Namun kuroo, yang dijemput, hanya diam membisu. Menatap bokuto dengan wajahnya yang kelelahan dan badan yang kaku.
Bokuto koutarou. Orang yang membuat pikirannya akhir-akhir ini runyam. Kuroo akui sebenarnya itu bukan sepenuhnya salah bokuto. Bokuto sudah menjauh dan menjernihkan pikirannya. Namun kuroo sendiri lah yang memperumit diri dan keadaan. Ia juga bingung apa yang terjadi dengan dirinya dan mengapa dia melakukan itu.

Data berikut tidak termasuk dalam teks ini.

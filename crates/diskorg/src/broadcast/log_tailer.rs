//! Follows log files as they grow and pushes complete lines to a channel.
//!
//! A run log is followed from its first byte until the run's persisted
//! status leaves `running`. The process log is followed from its current
//! end for as long as the receiver is alive.

use std::io::SeekFrom;
use std::path::{Path, PathBuf};
use std::time::Duration;

use tokio::fs::File;
use tokio::io::{AsyncBufReadExt, AsyncSeekExt, BufReader};
use tokio::sync::mpsc;
use tracing::{debug, warn};

use crate::db::{run_repo, Database};
use crate::worker::RunError;

const CHANNEL_CAPACITY: usize = 256;

/// Items pushed by a tailer, in file order.
#[derive(Debug, Clone, PartialEq, Eq)]
pub enum TailEvent {
    /// One line without its trailing newline.
    Line(String),
    /// The run log never appeared within the creation wait.
    NotCreated,
    /// The run finished and every line has been delivered.
    End,
}

/// Polling intervals for the tailers.
#[derive(Debug, Clone, Copy)]
pub struct TailOptions {
    /// How many times to look for a run log before giving up.
    pub creation_attempts: u32,
    pub creation_interval: Duration,
    /// Sleep between reads once a run log has hit end-of-file.
    pub run_poll_interval: Duration,
    /// Sleep between reads of the process log.
    pub process_poll_interval: Duration,
}

impl Default for TailOptions {
    fn default() -> Self {
        Self {
            creation_attempts: 10,
            creation_interval: Duration::from_millis(200),
            run_poll_interval: Duration::from_millis(500),
            process_poll_interval: Duration::from_millis(200),
        }
    }
}

/// Starts following the log of run `run_id`. Must be called from within a
/// tokio runtime.
pub fn tail_run_log(
    db: &Database,
    run_id: i64,
    options: TailOptions,
) -> Result<mpsc::Receiver<TailEvent>, RunError> {
    let run = run_repo::find_by_id(db, run_id)?.ok_or(RunError::RunNotFound(run_id))?;
    let (tx, rx) = mpsc::channel(CHANNEL_CAPACITY);

    tokio::spawn(follow_run_log(
        db.clone(),
        run_id,
        PathBuf::from(run.log_file),
        options,
        tx,
    ));
    Ok(rx)
}

/// Starts following the process-wide log from its current end. The task
/// stops when the receiver is dropped.
pub fn tail_process_log(path: &Path, options: TailOptions) -> mpsc::Receiver<String> {
    let (tx, rx) = mpsc::channel(CHANNEL_CAPACITY);
    tokio::spawn(follow_process_log(path.to_path_buf(), options, tx));
    rx
}

async fn follow_run_log(
    db: Database,
    run_id: i64,
    path: PathBuf,
    options: TailOptions,
    tx: mpsc::Sender<TailEvent>,
) {
    let Some(file) = wait_for_file(&path, &options).await else {
        debug!(run_id, path = %path.display(), "Run log was not created in time");
        let _ = tx.send(TailEvent::NotCreated).await;
        let _ = tx.send(TailEvent::End).await;
        return;
    };

    let mut reader = LineReader::new(file);
    loop {
        match reader.next_line().await {
            Ok(Some(line)) => {
                if tx.send(TailEvent::Line(line)).await.is_err() {
                    return;
                }
            }
            Ok(None) => {
                if run_finished(&db, run_id) {
                    // Anything written between the last read and completion.
                    loop {
                        match reader.next_line().await {
                            Ok(Some(line)) => {
                                if tx.send(TailEvent::Line(line)).await.is_err() {
                                    return;
                                }
                            }
                            _ => break,
                        }
                    }
                    if let Some(rest) = reader.take_partial() {
                        let _ = tx.send(TailEvent::Line(rest)).await;
                    }
                    let _ = tx.send(TailEvent::End).await;
                    return;
                }
                if tx.is_closed() {
                    return;
                }
                tokio::time::sleep(options.run_poll_interval).await;
            }
            Err(e) => {
                warn!(run_id, error = %e, "Failed to read run log");
                let _ = tx.send(TailEvent::End).await;
                return;
            }
        }
    }
}

async fn follow_process_log(path: PathBuf, options: TailOptions, tx: mpsc::Sender<String>) {
    let mut file = loop {
        match File::open(&path).await {
            Ok(file) => break file,
            Err(_) => {
                if tx.is_closed() {
                    return;
                }
                tokio::time::sleep(options.process_poll_interval).await;
            }
        }
    };

    let mut position = match file.seek(SeekFrom::End(0)).await {
        Ok(position) => position,
        Err(e) => {
            warn!(path = %path.display(), error = %e, "Failed to seek process log");
            return;
        }
    };

    let mut reader = LineReader::new(file);
    loop {
        match reader.next_line().await {
            Ok(Some(line)) => {
                position += reader.last_len();
                if tx.send(line).await.is_err() {
                    return;
                }
            }
            Ok(None) => {
                if tx.is_closed() {
                    return;
                }
                // A shorter file means it was truncated or replaced; start over.
                if let Ok(metadata) = tokio::fs::metadata(&path).await {
                    if metadata.len() < position {
                        match File::open(&path).await {
                            Ok(file) => {
                                reader = LineReader::new(file);
                                position = 0;
                            }
                            Err(e) => debug!(error = %e, "Failed to reopen process log"),
                        }
                    }
                }
                tokio::time::sleep(options.process_poll_interval).await;
            }
            Err(e) => {
                warn!(path = %path.display(), error = %e, "Failed to read process log");
                return;
            }
        }
    }
}

async fn wait_for_file(path: &Path, options: &TailOptions) -> Option<File> {
    for attempt in 0..options.creation_attempts.max(1) {
        if let Ok(file) = File::open(path).await {
            return Some(file);
        }
        if attempt + 1 < options.creation_attempts {
            tokio::time::sleep(options.creation_interval).await;
        }
    }
    None
}

fn run_finished(db: &Database, run_id: i64) -> bool {
    match run_repo::status_of(db, run_id) {
        Ok(Some(status)) => status.is_terminal(),
        Ok(None) => true,
        Err(e) => {
            warn!(run_id, error = %e, "Failed to read run status");
            true
        }
    }
}

/// Buffered reader that only yields newline-terminated lines and holds a
/// trailing partial line until the rest of it arrives.
struct LineReader {
    reader: BufReader<File>,
    partial: Vec<u8>,
    last_len: u64,
}

impl LineReader {
    fn new(file: File) -> Self {
        Self {
            reader: BufReader::new(file),
            partial: Vec::new(),
            last_len: 0,
        }
    }

    /// Bytes on disk taken by the line last returned, terminator included.
    fn last_len(&self) -> u64 {
        self.last_len
    }

    async fn next_line(&mut self) -> std::io::Result<Option<String>> {
        let read = self.reader.read_until(b'\n', &mut self.partial).await?;
        if read == 0 || self.partial.last() != Some(&b'\n') {
            return Ok(None);
        }
        let bytes = std::mem::take(&mut self.partial);
        self.last_len = bytes.len() as u64;
        Ok(Some(decode_line(&bytes)))
    }

    fn take_partial(&mut self) -> Option<String> {
        if self.partial.is_empty() {
            None
        } else {
            let bytes = std::mem::take(&mut self.partial);
            Some(decode_line(&bytes))
        }
    }
}

fn decode_line(bytes: &[u8]) -> String {
    let text = String::from_utf8_lossy(bytes);
    text.trim_end_matches(&['\n', '\r'][..]).to_string()
}
use std::collections::HashSet;
use std::ffi::OsString;
use std::path::{Path, PathBuf};

use crate::error::StorageError;

/// Move a file from `src` to `dst`. Uses `rename` first (fast, atomic on same
/// filesystem). Falls back to copy + delete when rename fails, which covers
/// moves across devices.
pub fn move_file(src: &Path, dst: &Path) -> Result<(), StorageError> {
    if std::fs::rename(src, dst).is_ok() {
        return Ok(());
    }

    let to_error = |e| StorageError::MoveFile {
        from: src.to_path_buf(),
        to: dst.to_path_buf(),
        source: e,
    };
    std::fs::copy(src, dst).map_err(to_error)?;
    std::fs::remove_file(src).map_err(to_error)?;
    Ok(())
}

/// Resolves classifier targets against a base directory and relocates files
/// into them.
pub struct FileStorage {
    base_directory: PathBuf,
}

impl FileStorage {
    pub fn new<P: AsRef<Path>>(base_directory: P) -> Self {
        Self {
            base_directory: base_directory.as_ref().to_path_buf(),
        }
    }

    pub fn base_directory(&self) -> &Path {
        &self.base_directory
    }

    /// Relative targets are joined onto the base directory; absolute targets
    /// are used as-is.
    pub fn target_directory(&self, target_dir: &str) -> PathBuf {
        self.base_directory.join(target_dir)
    }

    pub fn ensure_directory(&self, path: &Path) -> Result<(), StorageError> {
        if !path.is_dir() {
            std::fs::create_dir_all(path).map_err(|e| StorageError::CreateDirectory {
                path: path.to_path_buf(),
                source: e,
            })?;
        }
        Ok(())
    }

    /// Checks that [`ensure_directory`](Self::ensure_directory) could create
    /// `path` without creating anything: the nearest existing ancestor must
    /// be a directory.
    pub fn check_directory_creatable(&self, path: &Path) -> Result<(), StorageError> {
        for ancestor in path.ancestors() {
            if ancestor.as_os_str().is_empty() {
                continue;
            }
            match std::fs::metadata(ancestor) {
                Ok(metadata) if metadata.is_dir() => return Ok(()),
                Ok(_) => {
                    return Err(StorageError::CreateDirectory {
                        path: path.to_path_buf(),
                        source: std::io::Error::new(
                            std::io::ErrorKind::AlreadyExists,
                            format!("'{}' is not a directory", ancestor.display()),
                        ),
                    })
                }
                Err(e) if e.kind() == std::io::ErrorKind::NotFound => continue,
                Err(e) => {
                    return Err(StorageError::CreateDirectory {
                        path: path.to_path_buf(),
                        source: e,
                    })
                }
            }
        }
        Ok(())
    }

    /// Returns the first free name in `directory`: `name.ext`, then
    /// `name_1.ext`, `name_2.ext`, and so on.
    ///
    /// The probe is sequential and unbounded. `symlink_metadata` is used so
    /// that dangling symlinks count as taken.
    pub fn resolve_conflict(&self, directory: &Path, filename: &Path) -> PathBuf {
        next_free_path(directory, filename, |path| {
            std::fs::symlink_metadata(path).is_ok()
        })
    }

    /// Like [`resolve_conflict`](Self::resolve_conflict), but also treats
    /// `reserved` paths as taken. Dry runs use this to account for
    /// destinations they have already handed out.
    pub fn resolve_conflict_reserved(
        &self,
        directory: &Path,
        filename: &Path,
        reserved: &HashSet<PathBuf>,
    ) -> PathBuf {
        next_free_path(directory, filename, |path| {
            reserved.contains(path) || std::fs::symlink_metadata(path).is_ok()
        })
    }

    pub fn relocate(&self, source: &Path, destination: &Path) -> Result<(), StorageError> {
        move_file(source, destination)
    }
}

fn next_free_path<F>(directory: &Path, filename: &Path, is_taken: F) -> PathBuf
where
    F: Fn(&Path) -> bool,
{
    let path = directory.join(filename);
    if !is_taken(&path) {
        return path;
    }

    let stem = filename
        .file_stem()
        .map(|s| s.to_os_string())
        .unwrap_or_else(|| filename.as_os_str().to_os_string());
    let extension = filename.extension();

    let mut counter: u64 = 1;
    loop {
        let mut candidate = OsString::from(&stem);
        candidate.push(format!("_{}", counter));
        if let Some(ext) = extension {
            candidate.push(".");
            candidate.push(ext);
        }

        let candidate_path = directory.join(candidate);
        if !is_taken(&candidate_path) {
            return candidate_path;
        }
        counter += 1;
    }
}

Dan kini bokuto ada di hadapannya, mengulurkan satu helm dan hoodie hitam yang familiar ke kuroo. Namun kuroo tidak kunjung merespon, ia masih terdiam. Ia memikirkan mengapa bokuto mau-maunya menjemput dirinya ke sini, setelah apa yang mereka alami akhir-akhir ini. Ia memikirkannya sampai tidak fokus ke sekitar. Bahkan ia hampir tidak menyadari kalau bokuto memanggil namanya berulang kali.
“—kur?”
“Gak mau pulang?” ucap bokuto, menyadarkan kuroo dari diamnya.
”...mau,”
Kuroo yang tersadar dari lamunannya pun dengan segera menerima helm dan hoodie di depannya.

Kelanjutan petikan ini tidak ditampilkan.